*** Block opens ***

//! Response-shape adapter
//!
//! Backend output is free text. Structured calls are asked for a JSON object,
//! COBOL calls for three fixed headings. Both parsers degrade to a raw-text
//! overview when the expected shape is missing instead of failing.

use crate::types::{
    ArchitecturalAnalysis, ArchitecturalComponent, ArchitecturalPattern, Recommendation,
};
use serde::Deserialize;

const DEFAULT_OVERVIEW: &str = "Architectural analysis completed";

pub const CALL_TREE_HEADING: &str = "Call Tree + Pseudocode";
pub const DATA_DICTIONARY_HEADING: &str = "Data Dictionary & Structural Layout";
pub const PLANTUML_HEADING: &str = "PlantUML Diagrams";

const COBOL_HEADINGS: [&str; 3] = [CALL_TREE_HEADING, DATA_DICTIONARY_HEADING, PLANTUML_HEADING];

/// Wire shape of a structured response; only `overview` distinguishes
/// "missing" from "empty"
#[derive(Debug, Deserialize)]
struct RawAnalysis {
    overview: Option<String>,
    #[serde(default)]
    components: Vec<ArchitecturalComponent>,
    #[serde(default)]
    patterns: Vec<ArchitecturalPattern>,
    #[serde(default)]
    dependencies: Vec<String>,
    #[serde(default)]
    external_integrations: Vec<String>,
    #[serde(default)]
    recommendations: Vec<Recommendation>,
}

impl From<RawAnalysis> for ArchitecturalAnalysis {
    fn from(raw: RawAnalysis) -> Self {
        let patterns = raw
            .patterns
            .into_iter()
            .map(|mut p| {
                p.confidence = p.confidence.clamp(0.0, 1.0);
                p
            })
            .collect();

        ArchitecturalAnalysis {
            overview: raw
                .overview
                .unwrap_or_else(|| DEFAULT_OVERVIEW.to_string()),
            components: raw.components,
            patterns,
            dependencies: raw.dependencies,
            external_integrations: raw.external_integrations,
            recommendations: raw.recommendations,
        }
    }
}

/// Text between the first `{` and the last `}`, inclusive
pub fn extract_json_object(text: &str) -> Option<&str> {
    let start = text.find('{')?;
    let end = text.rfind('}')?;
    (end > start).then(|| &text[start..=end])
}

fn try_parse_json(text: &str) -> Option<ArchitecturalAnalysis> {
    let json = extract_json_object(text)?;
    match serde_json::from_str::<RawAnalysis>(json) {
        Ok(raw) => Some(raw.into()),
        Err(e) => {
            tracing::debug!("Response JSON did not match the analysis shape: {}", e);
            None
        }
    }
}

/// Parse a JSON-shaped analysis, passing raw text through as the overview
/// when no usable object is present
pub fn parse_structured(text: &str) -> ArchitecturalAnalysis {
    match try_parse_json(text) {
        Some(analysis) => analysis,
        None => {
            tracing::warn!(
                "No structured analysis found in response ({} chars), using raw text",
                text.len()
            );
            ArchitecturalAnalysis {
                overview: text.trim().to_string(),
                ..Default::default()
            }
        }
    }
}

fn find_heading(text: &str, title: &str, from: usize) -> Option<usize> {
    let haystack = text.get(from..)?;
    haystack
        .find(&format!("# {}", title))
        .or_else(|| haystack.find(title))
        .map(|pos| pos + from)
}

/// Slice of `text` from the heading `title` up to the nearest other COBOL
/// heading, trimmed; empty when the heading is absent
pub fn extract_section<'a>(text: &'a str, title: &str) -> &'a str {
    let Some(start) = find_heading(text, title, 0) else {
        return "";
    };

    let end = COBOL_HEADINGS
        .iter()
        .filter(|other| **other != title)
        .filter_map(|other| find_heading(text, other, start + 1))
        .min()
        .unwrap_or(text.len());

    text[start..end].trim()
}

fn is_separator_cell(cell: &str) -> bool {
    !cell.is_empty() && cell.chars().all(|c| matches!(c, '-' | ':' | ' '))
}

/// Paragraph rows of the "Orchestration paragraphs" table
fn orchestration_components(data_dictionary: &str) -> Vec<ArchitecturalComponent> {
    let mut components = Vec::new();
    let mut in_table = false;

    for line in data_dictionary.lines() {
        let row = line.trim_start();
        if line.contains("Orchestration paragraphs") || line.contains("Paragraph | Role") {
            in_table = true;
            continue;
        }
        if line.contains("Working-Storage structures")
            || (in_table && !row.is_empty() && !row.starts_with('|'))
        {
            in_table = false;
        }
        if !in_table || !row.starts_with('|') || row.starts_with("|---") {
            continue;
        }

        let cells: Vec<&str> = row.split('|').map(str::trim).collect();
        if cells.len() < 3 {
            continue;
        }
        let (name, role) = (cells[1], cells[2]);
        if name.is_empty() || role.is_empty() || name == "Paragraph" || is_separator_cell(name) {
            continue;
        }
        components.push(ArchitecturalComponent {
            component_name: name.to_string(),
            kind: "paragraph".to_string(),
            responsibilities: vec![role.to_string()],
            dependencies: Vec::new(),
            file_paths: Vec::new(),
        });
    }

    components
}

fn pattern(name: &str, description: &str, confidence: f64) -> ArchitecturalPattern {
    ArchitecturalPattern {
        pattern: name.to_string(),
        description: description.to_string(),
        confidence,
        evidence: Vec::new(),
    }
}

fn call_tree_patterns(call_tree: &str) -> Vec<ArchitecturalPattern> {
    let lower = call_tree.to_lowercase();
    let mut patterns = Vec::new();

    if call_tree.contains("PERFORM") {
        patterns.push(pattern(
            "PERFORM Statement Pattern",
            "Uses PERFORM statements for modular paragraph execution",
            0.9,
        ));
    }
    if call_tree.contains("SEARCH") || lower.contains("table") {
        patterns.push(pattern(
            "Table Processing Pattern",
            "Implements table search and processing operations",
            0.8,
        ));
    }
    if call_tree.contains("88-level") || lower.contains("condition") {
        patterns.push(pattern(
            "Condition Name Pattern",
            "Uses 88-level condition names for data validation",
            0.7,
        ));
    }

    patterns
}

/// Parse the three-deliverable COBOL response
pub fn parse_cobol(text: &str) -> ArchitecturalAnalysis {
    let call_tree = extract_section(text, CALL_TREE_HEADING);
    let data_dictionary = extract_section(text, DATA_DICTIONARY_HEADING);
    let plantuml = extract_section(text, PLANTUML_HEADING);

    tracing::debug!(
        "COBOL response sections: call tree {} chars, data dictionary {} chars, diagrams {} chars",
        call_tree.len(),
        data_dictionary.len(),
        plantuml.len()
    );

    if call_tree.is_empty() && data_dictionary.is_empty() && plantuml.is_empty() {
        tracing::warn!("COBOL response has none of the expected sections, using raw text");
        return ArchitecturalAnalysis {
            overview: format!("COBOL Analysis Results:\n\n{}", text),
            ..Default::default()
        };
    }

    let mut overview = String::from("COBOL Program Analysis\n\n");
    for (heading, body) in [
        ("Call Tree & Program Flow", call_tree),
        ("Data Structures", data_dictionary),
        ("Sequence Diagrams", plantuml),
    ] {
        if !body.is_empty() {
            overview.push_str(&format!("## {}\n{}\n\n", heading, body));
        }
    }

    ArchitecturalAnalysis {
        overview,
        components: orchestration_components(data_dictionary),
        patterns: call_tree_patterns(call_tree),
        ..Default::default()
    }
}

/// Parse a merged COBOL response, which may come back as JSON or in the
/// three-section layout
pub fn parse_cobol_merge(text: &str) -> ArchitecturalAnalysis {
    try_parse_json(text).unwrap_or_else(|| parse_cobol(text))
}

*** Block closes ***

#### Directions:
Write the listing out again, exactly as it reads.

#### Expected answer:
//! Response-shape adapter
//!
//! Backend output is free text. Structured calls are asked for a JSON object,
//! COBOL calls for three fixed headings. Both parsers degrade to a raw-text
//! overview when the expected shape is missing instead of failing.

use crate::types::{
    ArchitecturalAnalysis, ArchitecturalComponent, ArchitecturalPattern, Recommendation,
};
use serde::Deserialize;

const DEFAULT_OVERVIEW: &str = "Architectural analysis completed";

pub const CALL_TREE_HEADING: &str = "Call Tree + Pseudocode";
pub const DATA_DICTIONARY_HEADING: &str = "Data Dictionary & Structural Layout";
pub const PLANTUML_HEADING: &str = "PlantUML Diagrams";

const COBOL_HEADINGS: [&str; 3] = [CALL_TREE_HEADING, DATA_DICTIONARY_HEADING, PLANTUML_HEADING];

/// Wire shape of a structured response; only `overview` distinguishes
/// "missing" from "empty"
#[derive(Debug, Deserialize)]
struct RawAnalysis {
    overview: Option<String>,
    #[serde(default)]
    components: Vec<ArchitecturalComponent>,
    #[serde(default)]
    patterns: Vec<ArchitecturalPattern>,
    #[serde(default)]
    dependencies: Vec<String>,
    #[serde(default)]
    external_integrations: Vec<String>,
    #[serde(default)]
    recommendations: Vec<Recommendation>,
}

impl From<RawAnalysis> for ArchitecturalAnalysis {
    fn from(raw: RawAnalysis) -> Self {
        let patterns = raw
            .patterns
            .into_iter()
            .map(|mut p| {
                p.confidence = p.confidence.clamp(0.0, 1.0);
                p
            })
            .collect();

        ArchitecturalAnalysis {
            overview: raw
                .overview
                .unwrap_or_else(|| DEFAULT_OVERVIEW.to_string()),
            components: raw.components,
            patterns,
            dependencies: raw.dependencies,
            external_integrations: raw.external_integrations,
            recommendations: raw.recommendations,
        }
    }
}

/// Text between the first `{` and the last `}`, inclusive
pub fn extract_json_object(text: &str) -> Option<&str> {
    let start = text.find('{')?;
    let end = text.rfind('}')?;
    (end > start).then(|| &text[start..=end])
}

fn try_parse_json(text: &str) -> Option<ArchitecturalAnalysis> {
    let json = extract_json_object(text)?;
    match serde_json::from_str::<RawAnalysis>(json) {
        Ok(raw) => Some(raw.into()),
        Err(e) => {
            tracing::debug!("Response JSON did not match the analysis shape: {}", e);
            None
        }
    }
}

/// Parse a JSON-shaped analysis, passing raw text through as the overview
/// when no usable object is present
pub fn parse_structured(text: &str) -> ArchitecturalAnalysis {
    match try_parse_json(text) {
        Some(analysis) => analysis,
        None => {
            tracing::warn!(
                "No structured analysis found in response ({} chars), using raw text",
                text.len()
            );
            ArchitecturalAnalysis {
                overview: text.trim().to_string(),
                ..Default::default()
            }
        }
    }
}

fn find_heading(text: &str, title: &str, from: usize) -> Option<usize> {
    let haystack = text.get(from..)?;
    haystack
        .find(&format!("# {}", title))
        .or_else(|| haystack.find(title))
        .map(|pos| pos + from)
}

/// Slice of `text` from the heading `title` up to the nearest other COBOL
/// heading, trimmed; empty when the heading is absent
pub fn extract_section<'a>(text: &'a str, title: &str) -> &'a str {
    let Some(start) = find_heading(text, title, 0) else {
        return "";
    };

    let end = COBOL_HEADINGS
        .iter()
        .filter(|other| **other != title)
        .filter_map(|other| find_heading(text, other, start + 1))
        .min()
        .unwrap_or(text.len());

    text[start..end].trim()
}

fn is_separator_cell(cell: &str) -> bool {
    !cell.is_empty() && cell.chars().all(|c| matches!(c, '-' | ':' | ' '))
}

/// Paragraph rows of the "Orchestration paragraphs" table
fn orchestration_components(data_dictionary: &str) -> Vec<ArchitecturalComponent> {
    let mut components = Vec::new();
    let mut in_table = false;

    for line in data_dictionary.lines() {
        let row = line.trim_start();
        if line.contains("Orchestration paragraphs") || line.contains("Paragraph | Role") {
            in_table = true;
            continue;
        }
        if line.contains("Working-Storage structures")
            || (in_table && !row.is_empty() && !row.starts_with('|'))
        {
            in_table = false;
        }
        if !in_table || !row.starts_with('|') || row.starts_with("|---") {
            continue;
        }

        let cells: Vec<&str> = row.split('|').map(str::trim).collect();
        if cells.len() < 3 {
            continue;
        }
        let (name, role) = (cells[1], cells[2]);
        if name.is_empty() || role.is_empty() || name == "Paragraph" || is_separator_cell(name) {
            continue;
        }
        components.push(ArchitecturalComponent {
            component_name: name.to_string(),
            kind: "paragraph".to_string(),
            responsibilities: vec![role.to_string()],
            dependencies: Vec::new(),
            file_paths: Vec::new(),
        });
    }

    components
}

fn pattern(name: &str, description: &str, confidence: f64) -> ArchitecturalPattern {
    ArchitecturalPattern {
        pattern: name.to_string(),
        description: description.to_string(),
        confidence,
        evidence: Vec::new(),
    }
}

fn call_tree_patterns(call_tree: &str) -> Vec<ArchitecturalPattern> {
    let lower = call_tree.to_lowercase();
    let mut patterns = Vec::new();

    if call_tree.contains("PERFORM") {
        patterns.push(pattern(
            "PERFORM Statement Pattern",
            "Uses PERFORM statements for modular paragraph execution",
            0.9,
        ));
    }
    if call_tree.contains("SEARCH") || lower.contains("table") {
        patterns.push(pattern(
            "Table Processing Pattern",
            "Implements table search and processing operations",
            0.8,
        ));
    }
    if call_tree.contains("88-level") || lower.contains("condition") {
        patterns.push(pattern(
            "Condition Name Pattern",
            "Uses 88-level condition names for data validation",
            0.7,
        ));
    }

    patterns
}

/// Parse the three-deliverable COBOL response
pub fn parse_cobol(text: &str) -> ArchitecturalAnalysis {
    let call_tree = extract_section(text, CALL_TREE_HEADING);
    let data_dictionary = extract_section(text, DATA_DICTIONARY_HEADING);
    let plantuml = extract_section(text, PLANTUML_HEADING);

    tracing::debug!(
        "COBOL response sections: call tree {} chars, data dictionary {} chars, diagrams {} chars",
        call_tree.len(),
        data_dictionary.len(),
        plantuml.len()
    );

    if call_tree.is_empty() && data_dictionary.is_empty() && plantuml.is_empty() {
        tracing::warn!("COBOL response has none of the expected sections, using raw text");
        return ArchitecturalAnalysis {
            overview: format!("COBOL Analysis Results:\n\n{}", text),
            ..Default::default()
        };
    }

    let mut overview = String::from("COBOL Program Analysis\n\n");
    for (heading, body) in [
        ("Call Tree & Program Flow", call_tree),
        ("Data Structures", data_dictionary),
        ("Sequence Diagrams", plantuml),
    ] {
        if !body.is_empty() {
            overview.push_str(&format!("## {}\n{}\n\n", heading, body));
        }
    }

    ArchitecturalAnalysis {
        overview,
        components: orchestration_components(data_dictionary),
        patterns: call_tree_patterns(call_tree),
        ..Default::default()
    }
}

/// Parse a merged COBOL response, which may come back as JSON or in the
/// three-section layout
pub fn parse_cobol_merge(text: &str) -> ArchitecturalAnalysis {
    try_parse_json(text).unwrap_or_else(|| parse_cobol(text))
}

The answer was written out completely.